Dr Laird, head of the Infectious Disease Research Group at DMU, said: “When the pandemic first started there was very little understanding of how long coronavirus could survive on textiles.

“Our findings show that three of the most commonly used textiles in healthcare pose a risk for transmission of the virus.

“If nurses and healthcare workers take their uniforms home, they could be leaving traces of the virus on other surfaces.”

She continued: “Once we had determined the survival rate of coronavirus on each of the textiles, we turned our attention to identifying the most reliable wash method for removing the virus.

“While we can see from the research that washing these materials at a high temperature, even in a domestic washing machine, does remove the virus, it does not eliminate the risk of the contaminated clothing leaving traces of coronavirus on other surfaces in the home or car before they are washed.

“We now know that the virus can survive for up to 72 hours on some textiles and that it can transfer to other surfaces too.

“This research has reinforced my recommendation that all healthcare uniforms should be washed on site at hospitals or at an industrial laundry.

“These wash methods are regulated and nurses and healthcare workers do not have to worry about potentially taking the virus home.”

Education Minister turned down request made by Education Committee chair Chris Lyttle MLA to give statement on reopening of schools in Assembly on Tuesday

Education Minister, Peter Weir, turned down a request made by the Chair of the Education Committee, Chris Lyttle, MLA, to give a statement in the Assembly on Tuesday on the suggestion that the Northern Ireland Executive should revisit its decision on how to reopen schools next month.

"I made the point to the Minister on Tuesday that ministry by media does children, parents and teaching staff no justice," said Mr. Lyttle.

"I asked the Minister to make a statement because it's important we provide accountability but he decided not to do so."

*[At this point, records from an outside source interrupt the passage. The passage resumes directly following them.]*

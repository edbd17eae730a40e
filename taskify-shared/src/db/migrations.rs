/// Database migration runner
///
/// This module provides utilities for running database migrations using
/// sqlx's migration system.
///
/// Migrations are stored in the `migrations/` directory at the crate root,
/// one `{version}_{name}.sql` file per migration.
///
/// # Example
///
/// ```no_run
/// use taskify_shared::db::pool::{create_pool, DatabaseConfig};
/// use taskify_shared::db::migrations::run_migrations;
///
/// #[tokio::main]
/// async fn main() -> Result<(), Box<dyn std::error::Error>> {
///     let config = DatabaseConfig {
///         url: std::env::var("DATABASE_URL")?,
///         ..Default::default()
///     };
///
///     let pool = create_pool(config).await?;
///     run_migrations(&pool).await?;
///
///     Ok(())
/// }
/// ```

use sqlx::{migrate::MigrateDatabase, postgres::PgPool, Postgres};
use tracing::{debug, info, warn};

/// Runs all pending database migrations
///
/// Migrations are run in a transaction when possible. If a migration fails,
/// it is rolled back and an error is returned.
///
/// # Errors
///
/// Returns an error if:
/// - A migration file is malformed
/// - A migration fails to execute
/// - Database connection is lost during migration
pub async fn run_migrations(pool: &PgPool) -> Result<(), sqlx::migrate::MigrateError> {
    info!("Starting database migrations");

    let migrations = sqlx::migrate!("./migrations");

    match migrations.run(pool).await {
        Ok(()) => {
            info!("All database migrations completed successfully");
            Ok(())
        }
        Err(e) => {
            warn!("Migration failed: {}", e);
            Err(e)
        }
    }
}

/// Creates the database if it doesn't exist
///
/// Useful for development and testing. In production, the database should
/// already exist.
///
/// # Errors
///
/// Returns an error if:
/// - Cannot connect to the PostgreSQL server
/// - Database creation fails
pub async fn ensure_database_exists(database_url: &str) -> Result<(), sqlx::Error> {
    if !Postgres::database_exists(database_url).await? {
        info!("Database does not exist, creating it");
        Postgres::create_database(database_url).await?;
        info!("Database created successfully");
    } else {
        debug!("Database already exists");
    }

    Ok(())
}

A Department of Education spokesperson said: “The Minister advised the Chair of the Education Committee that it was always his intention to make a Written Assembly Statement about school restart.”

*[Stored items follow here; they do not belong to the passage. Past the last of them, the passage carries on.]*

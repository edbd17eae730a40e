/// Pure renumbering planner
///
/// Given the current id sequence of the affected column(s), the moved task
/// and the requested index, these functions compute the complete set of
/// `(task_id, order_index)` writes that restore the column invariant:
/// indexes are exactly `0..len`, in display order, no gaps or duplicates.
///
/// No I/O happens here; the engine feeds these plans to the database inside
/// a transaction.

use uuid::Uuid;

/// A single `order_index` assignment
#[derive(Debug, Clone, Copy, PartialEq, Eq)]
pub struct IndexWrite {
    /// Task to update
    pub task_id: Uuid,

    /// Its new position
    pub order_index: i32,
}

/// Writes for a move between two columns
#[derive(Debug, Clone, PartialEq, Eq)]
pub struct MovePlan {
    /// Renumbering of the source column after removal (gap closed)
    pub source: Vec<IndexWrite>,

    /// Renumbering of the destination column with the task inserted
    /// (includes the moved task itself)
    pub dest: Vec<IndexWrite>,

    /// The moved task's final position in the destination column
    pub final_index: i32,
}

/// Clamps a requested position into `[0, len]`
///
/// Requests past the end append; negative requests go to the front.
pub fn clamp_index(requested: i32, len: usize) -> usize {
    if requested < 0 {
        0
    } else {
        (requested as usize).min(len)
    }
}

/// Sequential renumbering of an id sequence, in order
fn renumber(ids: &[Uuid]) -> Vec<IndexWrite> {
    ids.iter()
        .enumerate()
        .map(|(position, &task_id)| IndexWrite {
            task_id,
            order_index: position as i32,
        })
        .collect()
}

/// Plans a reorder within one column
///
/// `column` is the column's current id sequence (including the task).
/// The task is removed, re-inserted at the clamped requested position and
/// the whole column is renumbered.
///
/// Returns `None` if the task is not in the column; the caller read a
/// stale column snapshot.
pub fn plan_reorder(column: &[Uuid], task_id: Uuid, requested_index: i32) -> Option<Vec<IndexWrite>> {
    if !column.contains(&task_id) {
        return None;
    }

    let mut sequence: Vec<Uuid> = column.iter().copied().filter(|&id| id != task_id).collect();
    let position = clamp_index(requested_index, sequence.len());
    sequence.insert(position, task_id);

    Some(renumber(&sequence))
}

/// Plans a move from one column to another
///
/// `source_without_task` and `dest_without_task` are the two columns' id
/// sequences with the moved task already excluded. The source is
/// renumbered to close the gap; the task is inserted into the destination
/// at the clamped requested position and the destination is renumbered.
pub fn plan_move(
    source_without_task: &[Uuid],
    dest_without_task: &[Uuid],
    task_id: Uuid,
    requested_index: i32,
) -> MovePlan {
    let source = renumber(source_without_task);

    let mut dest_sequence: Vec<Uuid> = dest_without_task.to_vec();
    let position = clamp_index(requested_index, dest_sequence.len());
    dest_sequence.insert(position, task_id);

    MovePlan {
        source,
        dest: renumber(&dest_sequence),
        final_index: position as i32,
    }
}

#[cfg(test)]
mod tests {
    use super::*;

    fn ids(n: usize) -> Vec<Uuid> {
        (0..n).map(|_| Uuid::new_v4()).collect()
    }

    fn indexes_of(writes: &[IndexWrite]) -> Vec<i32> {
        writes.iter().map(|w| w.order_index).collect()
    }

    fn assert_contiguous(writes: &[IndexWrite]) {
        let expected: Vec<i32> = (0..writes.len() as i32).collect();
        assert_eq!(indexes_of(writes), expected);
    }

    #[test]
    fn test_clamp_index() {
        assert_eq!(clamp_index(0, 3), 0);
        assert_eq!(clamp_index(2, 3), 2);
        assert_eq!(clamp_index(3, 3), 3);
        assert_eq!(clamp_index(9999, 3), 3);
        assert_eq!(clamp_index(-1, 3), 0);
        assert_eq!(clamp_index(5, 0), 0);
    }

    #[test]
    fn test_reorder_moves_task_to_requested_position() {
        // Column "InProgress" has [X(0), Y(1), Z(2)]; reorder X to index 2.
        let column = ids(3);
        let (x, y, z) = (column[0], column[1], column[2]);

        let writes = plan_reorder(&column, x, 2).unwrap();

        assert_eq!(writes.len(), 3);
        assert_eq!(writes[0], IndexWrite { task_id: y, order_index: 0 });
        assert_eq!(writes[1], IndexWrite { task_id: z, order_index: 1 });
        assert_eq!(writes[2], IndexWrite { task_id: x, order_index: 2 });
    }

    #[test]
    fn test_reorder_to_current_index_is_identity() {
        let column = ids(4);

        for (position, &task_id) in column.iter().enumerate() {
            let writes = plan_reorder(&column, task_id, position as i32).unwrap();
            let order: Vec<Uuid> = writes.iter().map(|w| w.task_id).collect();
            assert_eq!(order, column, "reordering to own index must not shuffle");
            assert_contiguous(&writes);
        }
    }

    #[test]
    fn test_reorder_clamps_past_the_end() {
        // Requesting index 9999 on a column of size 3 lands the task last.
        let column = ids(3);
        let first = column[0];

        let writes = plan_reorder(&column, first, 9999).unwrap();

        assert_contiguous(&writes);
        assert_eq!(writes.last().unwrap().task_id, first);
        assert_eq!(writes.last().unwrap().order_index, 2);
    }

    #[test]
    fn test_reorder_clamps_negative_to_front(){
        let column = ids(3);
        let last = column[2];

        let writes = plan_reorder(&column, last, -5).unwrap();

        assert_eq!(writes[0].task_id, last);
        assert_contiguous(&writes);
    }

    #[test]
    fn test_reorder_rejects_task_not_in_column() {
        let column = ids(3);
        assert!(plan_reorder(&column, Uuid::new_v4(), 1).is_none());
    }

    #[test]
    fn test_reorder_invariant_holds_for_every_target() {
        let column = ids(5);
        for &task_id in &column {
            for requested in -2..8 {
                let writes = plan_reorder(&column, task_id, requested).unwrap();
                assert_eq!(writes.len(), column.len());
                assert_contiguous(&writes);

                let mut seen: Vec<Uuid> = writes.iter().map(|w| w.task_id).collect();
                seen.sort();
                let mut expected = column.clone();
                expected.sort();
                assert_eq!(seen, expected, "no task lost or duplicated");
            }
        }
    }

    #[test]
    fn test_move_into_empty_column() {
        // ToDo has [A(0), B(1), C(2)]; move B to empty InProgress at 0.
        let source = ids(3);
        let (a, b, c) = (source[0], source[1], source[2]);
        let source_without_b: Vec<Uuid> = vec![a, c];

        let plan = plan_move(&source_without_b, &[], b, 0);

        assert_eq!(plan.source, vec![
            IndexWrite { task_id: a, order_index: 0 },
            IndexWrite { task_id: c, order_index: 1 },
        ]);
        assert_eq!(plan.dest, vec![IndexWrite { task_id: b, order_index: 0 }]);
        assert_eq!(plan.final_index, 0);
    }

    #[test]
    fn test_move_conserves_counts() {
        // Moving T from a column of size a to a column of size b yields
        // sizes a-1 and b+1, both contiguous, with T exactly once.
        let source = ids(4);
        let dest = ids(3);
        let moved = source[2];
        let source_without: Vec<Uuid> =
            source.iter().copied().filter(|&id| id != moved).collect();

        let plan = plan_move(&source_without, &dest, moved, 1);

        assert_eq!(plan.source.len(), 3);
        assert_eq!(plan.dest.len(), 4);
        assert_contiguous(&plan.source);
        assert_contiguous(&plan.dest);

        let occurrences = plan
            .dest
            .iter()
            .filter(|w| w.task_id == moved)
            .count();
        assert_eq!(occurrences, 1);
        assert!(plan.source.iter().all(|w| w.task_id != moved));
    }

    #[test]
    fn test_move_inserts_at_requested_position() {
        let dest = ids(3);
        let moved = Uuid::new_v4();

        let plan = plan_move(&[], &dest, moved, 1);

        assert_eq!(plan.dest[1].task_id, moved);
        assert_eq!(plan.final_index, 1);
        assert_contiguous(&plan.dest);
    }

    #[test]
    fn test_move_clamps_past_the_end() {
        let dest = ids(2);
        let moved = Uuid::new_v4();

        let plan = plan_move(&[], &dest, moved, 50);

        assert_eq!(plan.final_index, 2);
        assert_eq!(plan.dest.last().unwrap().task_id, moved);
        assert_contiguous(&plan.dest);
    }
}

Arlene Foster revisiting schools reopening remarks ‘terrible thing to be doing’ says Sinn Fein MLA and Education Committee member Pat Sheehan

Arlene Foster.

First Minister, Arlene Foster, has been accused of doing a "terrible thing" when on Monday evening she suggested revisiting the Northern Ireland Executive's decision on the reopening of schools.

Education Committee member and Sinn Fein MLA, Pat Sheehan, also accused the DUP leader of "making policy up on the hoof".

Mr. Sheehan made the comments at the start of an Education Committee meeting on Wednesday morning.

On Thursday February 18 the Northern Ireland Executive unanimously supported the decision to take a staggered approach to the reopening of schools beginning on March 8.

On Monday February 22, Prime Minister, Boris Johnson, announced that all schoolchildren in England would be returning to school at the same time on March 8.

Northern Ireland's Chief Medical Officer, Dr. Michael McBride confirmed yesterday that the advice he gave to the Executive that led to the adoption of a staggered approach to the reopening of schools, had not changed.

However, Arlene Foster appeared on BBC Newsline on Monday evening saying she would like to revisit the decision agreed by the Executive.

Mrs. Foster's suggestion was echoed by Education Minister Peter Weir who said he saw no reason why schools could not return at once on Monday March 8.

"The Executive met last week and came to an agreement on reopening schools," said Pat Sheehan.

"The First Minister went on a solo run and made policy up on the hoof on Monday night.

"It beggars belief that anyone would want to follow the English model given its abysmal handling of the pandemic.

"It sends out the wrong signal to parents, teachers and pupils.

"It's a terrible thing to be doing," he added.